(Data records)
********************
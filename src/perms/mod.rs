/// Role-derived authorization
///
/// Capabilities are resolved from an external membership directory, with
/// an owner short-circuit and manager-implies-staff elevation. Lookups are
/// cached with an explicit staleness window so a slow or unreachable
/// directory cannot stall every gated operation; a failed lookup resolves
/// to no capabilities at all.
use crate::config::DirectoryConfig;
use async_trait::async_trait;
use chrono::{DateTime, Duration, Utc};
use serde::{Deserialize, Serialize};
use std::collections::{HashMap, HashSet};
use std::sync::Arc;
use tokio::sync::RwLock;

/// Capability required by a command
#[derive(Debug, Clone, Copy, PartialEq, Eq, Serialize, Deserialize)]
#[serde(rename_all = "lowercase")]
pub enum Capability {
    /// No staff capability needed
    None,
    /// Any staff role
    Staff,
    Cook,
    Courier,
    Manager,
    Owner,
}

/// A staff dimension, as tracked by quotas and the directory
#[derive(Debug, Clone, Copy, PartialEq, Eq, Serialize, Deserialize)]
#[serde(rename_all = "lowercase")]
pub enum StaffDimension {
    Cook,
    Courier,
}

/// Raw role memberships as reported by the directory
#[derive(Debug, Clone, Copy, Default)]
pub struct RoleSet {
    pub cook: bool,
    pub courier: bool,
    pub manager: bool,
    pub quota_exempt: bool,
}

/// Resolved capability set for one identity
#[derive(Debug, Clone, Copy, Default, Serialize, Deserialize)]
pub struct CapabilitySet {
    pub is_cook: bool,
    pub is_courier: bool,
    pub is_manager: bool,
    pub is_owner: bool,
    pub quota_exempt: bool,
}

impl CapabilitySet {
    pub fn all() -> Self {
        Self {
            is_cook: true,
            is_courier: true,
            is_manager: true,
            is_owner: true,
            quota_exempt: false,
        }
    }

    pub fn is_staff(&self) -> bool {
        self.is_cook || self.is_courier || self.is_manager
    }

    pub fn satisfies(&self, required: Capability) -> bool {
        match required {
            Capability::None => true,
            Capability::Staff => self.is_staff() || self.is_owner,
            Capability::Cook => self.is_cook || self.is_owner,
            Capability::Courier => self.is_courier || self.is_owner,
            Capability::Manager => self.is_manager || self.is_owner,
            Capability::Owner => self.is_owner,
        }
    }
}

/// Membership directory collaborator
#[async_trait]
pub trait RoleDirectory: Send + Sync {
    /// Look up role memberships for an identity
    async fn lookup_roles(&self, identity: &str) -> anyhow::Result<RoleSet>;

    /// Current size of each staff role, (cooks, couriers)
    async fn role_counts(&self) -> anyhow::Result<(u64, u64)>;

    /// Remove a staff role from an identity
    async fn remove_role(&self, identity: &str, dimension: StaffDimension) -> anyhow::Result<()>;
}

/// In-process directory backed by configured membership lists
pub struct StaticDirectory {
    cooks: RwLock<HashSet<String>>,
    couriers: RwLock<HashSet<String>>,
    managers: HashSet<String>,
    quota_exempt: HashSet<String>,
}

impl StaticDirectory {
    pub fn new(config: &DirectoryConfig) -> Self {
        Self {
            cooks: RwLock::new(config.cooks.iter().cloned().collect()),
            couriers: RwLock::new(config.couriers.iter().cloned().collect()),
            managers: config.managers.iter().cloned().collect(),
            quota_exempt: config.quota_exempt.iter().cloned().collect(),
        }
    }
}

#[async_trait]
impl RoleDirectory for StaticDirectory {
    async fn lookup_roles(&self, identity: &str) -> anyhow::Result<RoleSet> {
        Ok(RoleSet {
            cook: self.cooks.read().await.contains(identity),
            courier: self.couriers.read().await.contains(identity),
            manager: self.managers.contains(identity),
            quota_exempt: self.quota_exempt.contains(identity),
        })
    }

    async fn role_counts(&self) -> anyhow::Result<(u64, u64)> {
        Ok((
            self.cooks.read().await.len() as u64,
            self.couriers.read().await.len() as u64,
        ))
    }

    async fn remove_role(&self, identity: &str, dimension: StaffDimension) -> anyhow::Result<()> {
        match dimension {
            StaffDimension::Cook => {
                self.cooks.write().await.remove(identity);
            }
            StaffDimension::Courier => {
                self.couriers.write().await.remove(identity);
            }
        }
        Ok(())
    }
}

struct CachedCaps {
    caps: CapabilitySet,
    resolved_at: DateTime<Utc>,
}

/// Capability resolver with a TTL cache over the directory
pub struct PermissionResolver {
    directory: Arc<dyn RoleDirectory>,
    owner_id: String,
    ttl: Duration,
    cache: RwLock<HashMap<String, CachedCaps>>,
}

impl PermissionResolver {
    pub fn new(directory: Arc<dyn RoleDirectory>, owner_id: String, ttl_secs: u64) -> Self {
        Self {
            directory,
            owner_id,
            ttl: Duration::seconds(ttl_secs as i64),
            cache: RwLock::new(HashMap::new()),
        }
    }

    /// Resolve the capability set for an identity. Never fails: a
    /// directory error resolves to no capabilities.
    pub async fn resolve(&self, identity: &str) -> CapabilitySet {
        if identity == self.owner_id {
            return CapabilitySet::all();
        }

        let now = Utc::now();
        if let Some(cached) = self.cache.read().await.get(identity) {
            if now - cached.resolved_at < self.ttl {
                return cached.caps;
            }
        }

        let caps = match self.directory.lookup_roles(identity).await {
            Ok(roles) => CapabilitySet {
                is_cook: roles.cook || roles.manager,
                is_courier: roles.courier || roles.manager,
                is_manager: roles.manager,
                is_owner: false,
                quota_exempt: roles.quota_exempt,
            },
            Err(e) => {
                tracing::warn!("Directory lookup failed for {}: {}", identity, e);
                // Fail closed; do not cache the failure
                return CapabilitySet::default();
            }
        };

        self.cache.write().await.insert(
            identity.to_string(),
            CachedCaps {
                caps,
                resolved_at: now,
            },
        );

        caps
    }

    /// Drop stale entries from the capability cache
    pub async fn evict_stale(&self) {
        let now = Utc::now();
        let ttl = self.ttl;
        self.cache
            .write()
            .await
            .retain(|_, cached| now - cached.resolved_at < ttl);
    }

}

#[cfg(test)]
mod tests {
    use super::*;

    fn directory() -> DirectoryConfig {
        DirectoryConfig {
            cooks: vec!["cook-1".into()],
            couriers: vec!["courier-1".into()],
            managers: vec!["manager-1".into()],
            quota_exempt: vec!["cook-1".into()],
        }
    }

    fn resolver() -> PermissionResolver {
        PermissionResolver::new(
            Arc::new(StaticDirectory::new(&directory())),
            "owner-1".to_string(),
            300,
        )
    }

    #[tokio::test]
    async fn test_owner_short_circuits_to_everything() {
        let caps = resolver().resolve("owner-1").await;
        assert!(caps.is_owner);
        assert!(caps.satisfies(Capability::Manager));
        assert!(caps.satisfies(Capability::Cook));
        assert!(caps.satisfies(Capability::Courier));
    }

    #[tokio::test]
    async fn test_manager_implies_cook_and_courier() {
        let caps = resolver().resolve("manager-1").await;
        assert!(caps.is_manager);
        assert!(caps.is_cook);
        assert!(caps.is_courier);
        assert!(!caps.is_owner);
        assert!(!caps.satisfies(Capability::Owner));
    }

    #[tokio::test]
    async fn test_cook_is_only_a_cook() {
        let caps = resolver().resolve("cook-1").await;
        assert!(caps.is_cook);
        assert!(!caps.is_courier);
        assert!(!caps.is_manager);
        assert!(caps.quota_exempt);
        assert!(caps.satisfies(Capability::Cook));
        assert!(!caps.satisfies(Capability::Manager));
    }

    #[tokio::test]
    async fn test_unknown_identity_resolves_to_nothing() {
        let caps = resolver().resolve("stranger").await;
        assert!(!caps.is_staff());
        assert!(caps.satisfies(Capability::None));
        assert!(!caps.satisfies(Capability::Cook));
    }

    struct FailingDirectory;

    #[async_trait]
    impl RoleDirectory for FailingDirectory {
        async fn lookup_roles(&self, _identity: &str) -> anyhow::Result<RoleSet> {
            anyhow::bail!("directory unreachable")
        }

        async fn role_counts(&self) -> anyhow::Result<(u64, u64)> {
            anyhow::bail!("directory unreachable")
        }

        async fn remove_role(
            &self,
            _identity: &str,
            _dimension: StaffDimension,
        ) -> anyhow::Result<()> {
            anyhow::bail!("directory unreachable")
        }
    }

    #[tokio::test]
    async fn test_directory_failure_fails_closed() {
        let resolver =
            PermissionResolver::new(Arc::new(FailingDirectory), "owner-1".to_string(), 300);

        let caps = resolver.resolve("manager-1").await;
        assert!(!caps.is_staff());

        // Owner short-circuit still works without the directory
        assert!(resolver.resolve("owner-1").await.is_owner);
    }

    #[tokio::test]
    async fn test_role_removal_is_visible_after_cache_expiry() {
        let dir = Arc::new(StaticDirectory::new(&directory()));
        let resolver = PermissionResolver::new(dir.clone(), "owner-1".to_string(), 0);

        assert!(resolver.resolve("cook-1").await.is_cook);
        dir.remove_role("cook-1", StaffDimension::Cook).await.unwrap();
        assert!(!resolver.resolve("cook-1").await.is_cook);
    }
}
/// Configuration management for the fulfillment service
use crate::error::{CoreError, CoreResult};
use serde::{Deserialize, Serialize};
use std::env;
use std::path::PathBuf;

/// Main server configuration
#[derive(Debug, Clone, Serialize, Deserialize)]
pub struct ServerConfig {
    pub service: ServiceConfig,
    pub storage: StorageConfig,
    pub authority: AuthorityConfig,
    pub directory: DirectoryConfig,
    pub logging: LoggingConfig,
}

/// Service-level configuration
#[derive(Debug, Clone, Serialize, Deserialize)]
pub struct ServiceConfig {
    pub hostname: String,
    pub port: u16,
    pub version: String,
}

/// Storage configuration
#[derive(Debug, Clone, Serialize, Deserialize)]
pub struct StorageConfig {
    pub data_directory: PathBuf,
    pub core_db: PathBuf,
}

/// Authority configuration
#[derive(Debug, Clone, Serialize, Deserialize)]
pub struct AuthorityConfig {
    /// Singular owner identity; short-circuits every capability check
    pub owner_id: String,
    /// How long resolved capability sets stay fresh, in seconds
    pub capability_cache_ttl: u64,
}

/// Static role-directory membership, one list per staff dimension.
///
/// The directory is an external collaborator in principle; this in-process
/// variant reads memberships from the environment so the service runs
/// standalone.
#[derive(Debug, Clone, Serialize, Deserialize)]
pub struct DirectoryConfig {
    pub cooks: Vec<String>,
    pub couriers: Vec<String>,
    pub managers: Vec<String>,
    pub quota_exempt: Vec<String>,
}

/// Logging configuration
#[derive(Debug, Clone, Serialize, Deserialize)]
pub struct LoggingConfig {
    pub level: String,
}

fn id_list(var: &str) -> Vec<String> {
    env::var(var)
        .unwrap_or_else(|_| String::new())
        .split(',')
        .map(|s| s.trim().to_string())
        .filter(|s| !s.is_empty())
        .collect()
}

impl ServerConfig {
    /// Load configuration from environment variables
    pub fn from_env() -> CoreResult<Self> {
        dotenv::dotenv().ok();

        let hostname = env::var("SUGARLINE_HOSTNAME").unwrap_or_else(|_| "localhost".to_string());
        let port = env::var("SUGARLINE_PORT")
            .unwrap_or_else(|_| "3280".to_string())
            .parse()
            .map_err(|_| CoreError::Validation("Invalid port number".to_string()))?;
        let version = env::var("SUGARLINE_VERSION")
            .unwrap_or_else(|_| env!("CARGO_PKG_VERSION").to_string());

        let data_directory: PathBuf = env::var("SUGARLINE_DATA_DIRECTORY")
            .unwrap_or_else(|_| "./data".to_string())
            .into();
        let core_db = env::var("SUGARLINE_DB_LOCATION")
            .map(PathBuf::from)
            .unwrap_or_else(|_| data_directory.join("core.sqlite"));

        let owner_id = env::var("SUGARLINE_OWNER_ID")
            .map_err(|_| CoreError::Validation("Owner identity required".to_string()))?;
        let capability_cache_ttl = env::var("SUGARLINE_CAPABILITY_CACHE_TTL")
            .unwrap_or_else(|_| "300".to_string())
            .parse()
            .unwrap_or(300);

        let log_level = env::var("RUST_LOG").unwrap_or_else(|_| "info".to_string());

        Ok(ServerConfig {
            service: ServiceConfig {
                hostname,
                port,
                version,
            },
            storage: StorageConfig {
                data_directory,
                core_db,
            },
            authority: AuthorityConfig {
                owner_id,
                capability_cache_ttl,
            },
            directory: DirectoryConfig {
                cooks: id_list("SUGARLINE_COOK_IDS"),
                couriers: id_list("SUGARLINE_COURIER_IDS"),
                managers: id_list("SUGARLINE_MANAGER_IDS"),
                quota_exempt: id_list("SUGARLINE_QUOTA_EXEMPT_IDS"),
            },
            logging: LoggingConfig { level: log_level },
        })
    }

    /// Validate configuration
    pub fn validate(&self) -> CoreResult<()> {
        if self.service.hostname.is_empty() {
            return Err(CoreError::Validation("Hostname cannot be empty".to_string()));
        }

        if self.authority.owner_id.is_empty() {
            return Err(CoreError::Validation(
                "Owner identity cannot be empty".to_string(),
            ));
        }

        Ok(())
    }
}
********************
Requirement
Before answering, check every line of the records for the string "satisfies", then state how many lines have it, with the number only.

Task answer
9